Contraception mandate prompts Peoria bishop to instate St. Michael Prayer

By Kevin J. Jones

St. Michael the Archangel and Bishop Daniel Jenky

Bishop Daniel Jenky of Peoria, Ill. has asked parishes, schools, hospitals and religious houses to insert the Prayer to St. Michael the Archangel into the intercessions at Sunday Mass to pray for Catholics’ freedom.

The move comes in response to a new federal requirement that will force many Catholic organizations to provide insurance coverage for sterilizations and contraceptives.

“It is God’s invincible Archangel who commands the heavenly host, and it is the enemies of God who will ultimately be defeated,” the bishop said in a Jan. 24 letter to the Catholics of his diocese.

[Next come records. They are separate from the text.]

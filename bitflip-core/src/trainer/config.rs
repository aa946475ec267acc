//! Configuration of [`Trainer`](super::Trainer).
use crate::error::BitFlipError;
use anyhow::Result;
use serde::{Deserialize, Serialize};
use std::{
    fs::File,
    io::{BufReader, Write},
    path::Path,
};

/// Configuration of [`Trainer`](super::Trainer).
#[derive(Debug, Deserialize, Serialize, PartialEq, Clone)]
pub struct TrainerConfig {
    /// Budget of environment steps.
    ///
    /// Checked between episodes: the episode that exhausts the budget runs
    /// to its end.
    pub max_frames: usize,

    /// Optional limit on the number of episodes.
    #[serde(default)]
    pub max_episodes: Option<usize>,

    /// Interval of flushing records in episodes.
    pub record_interval: usize,

    /// The number of the latest episodes averaged in progress reports.
    pub reward_window: usize,
}

impl Default for TrainerConfig {
    fn default() -> Self {
        Self {
            max_frames: 200_000,
            max_episodes: None,
            record_interval: 100,
            reward_window: 100,
        }
    }
}

impl TrainerConfig {
    /// Sets the budget of environment steps.
    pub fn max_frames(mut self, v: usize) -> Self {
        self.max_frames = v;
        self
    }

    /// Sets the limit on the number of episodes.
    pub fn max_episodes(mut self, v: usize) -> Self {
        self.max_episodes = Some(v);
        self
    }

    /// Sets the interval of flushing records in episodes.
    pub fn record_interval(mut self, v: usize) -> Self {
        self.record_interval = v;
        self
    }

    /// Sets the number of episodes averaged in progress reports.
    pub fn reward_window(mut self, v: usize) -> Self {
        self.reward_window = v;
        self
    }

    /// Checks the configuration.
    pub fn validate(&self) -> Result<(), BitFlipError> {
        if self.record_interval == 0 {
            return Err(BitFlipError::InvalidConfig(
                "record_interval must be positive".to_string(),
            ));
        }
        if self.reward_window == 0 {
            return Err(BitFlipError::InvalidConfig(
                "reward_window must be positive".to_string(),
            ));
        }
        Ok(())
    }

    /// Constructs [`TrainerConfig`] from YAML file.
    pub fn load(path: impl AsRef<Path>) -> Result<Self> {
        let file = File::open(path)?;
        let rdr = BufReader::new(file);
        let b = serde_yaml::from_reader(rdr)?;
        Ok(b)
    }

    /// Saves [`TrainerConfig`].
    pub fn save(&self, path: impl AsRef<Path>) -> Result<()> {
        let mut file = File::create(path)?;
        file.write_all(serde_yaml::to_string(&self)?.as_bytes())?;
        Ok(())
    }
}

#[cfg(test)]
mod tests {
    use super::*;
    use tempdir::TempDir;

    #[test]
    fn test_serde_trainer_config() -> Result<()> {
        let config = TrainerConfig::default()
            .max_frames(1000)
            .max_episodes(20)
            .record_interval(5);

        let dir = TempDir::new("trainer_config")?;
        let path = dir.path().join("trainer_config.yaml");
        config.save(&path)?;
        let config_ = TrainerConfig::load(&path)?;
        assert_eq!(config, config_);
        Ok(())
    }

    #[test]
    fn test_max_episodes_defaults_to_none() -> Result<()> {
        let yaml = "max_frames: 10\nrecord_interval: 1\nreward_window: 1\n";
        let config: TrainerConfig = serde_yaml::from_str(yaml)?;
        assert_eq!(config.max_episodes, None);
        Ok(())
    }

    #[test]
    fn test_validate() {
        assert!(TrainerConfig::default().validate().is_ok());
        assert!(TrainerConfig::default().record_interval(0).validate().is_err());
        assert!(TrainerConfig::default().reward_window(0).validate().is_err());
    }
}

The prayer should take place in the general intercessions before the concluding prayer, Bishop Jenky said. He asked that the intention of the prayer be announced as “for the freedom of the Catholic Church in America.”

The St. Michael prayer was authored by Pope Leo XIII, and was once commonly said in U.S. Catholic parishes as part of a petition for the freedom of Soviet Russia.

He said it is his duty to summon the local Church into “spiritual and temporal combat in defense of Catholic Christianity.”
“If these regulations are put into effect, they could close down every Catholic school, hospital and the other public ministries of our Church, which is perhaps their underlying intention,” Bishop Jenky said. “What is perfectly clear is that this is a bigoted and blanket attack on the First Amendment rights of every Catholic believer.”

Bishop Jenky’s comments add to the continued reaction to the Department of Health and Human Services ruling that requires insurance coverage of procedures which Catholic teaching recognizes as sinful. The rule’s narrow religious exemptions only include institutions which hire or serve their fellow believers and have the inculcation of religious values as a primary purpose.

The requirement will make it impossible for Catholic institutions to continue to offer health care coverage for their employees, the Diocese of Peoria said. The institutions could be forced to drop healthcare coverage for employees because of their moral and religious objections.

Bishop Jenky stated that the president does not have the authority under the U.S. Constitution to “require our cooperation with what we consider to be intrinsic evil and mortal sin.”

“I am honestly horrified that the nation I have always loved has come to this hateful and radical step in religious intolerance.”

The bishop pledged that the Church will never abandon its commitment to the Gospel of Life and called on the faithful to “vigorously” oppose what he called an “unprecedented governmental assault upon the moral convictions of our faith.”
Bishop Jenky also struck an encouraging note.

“Have faith! Have courage! Fight boldly for what you believe!” he said. “I strongly urge you not to be intimidated by extremist politicians or the malice of the cultural secularists arrayed against us.”

Invoking the First Letter of John, he said Catholics should always remember that “the One who is in you is greater than the one who is in the world.”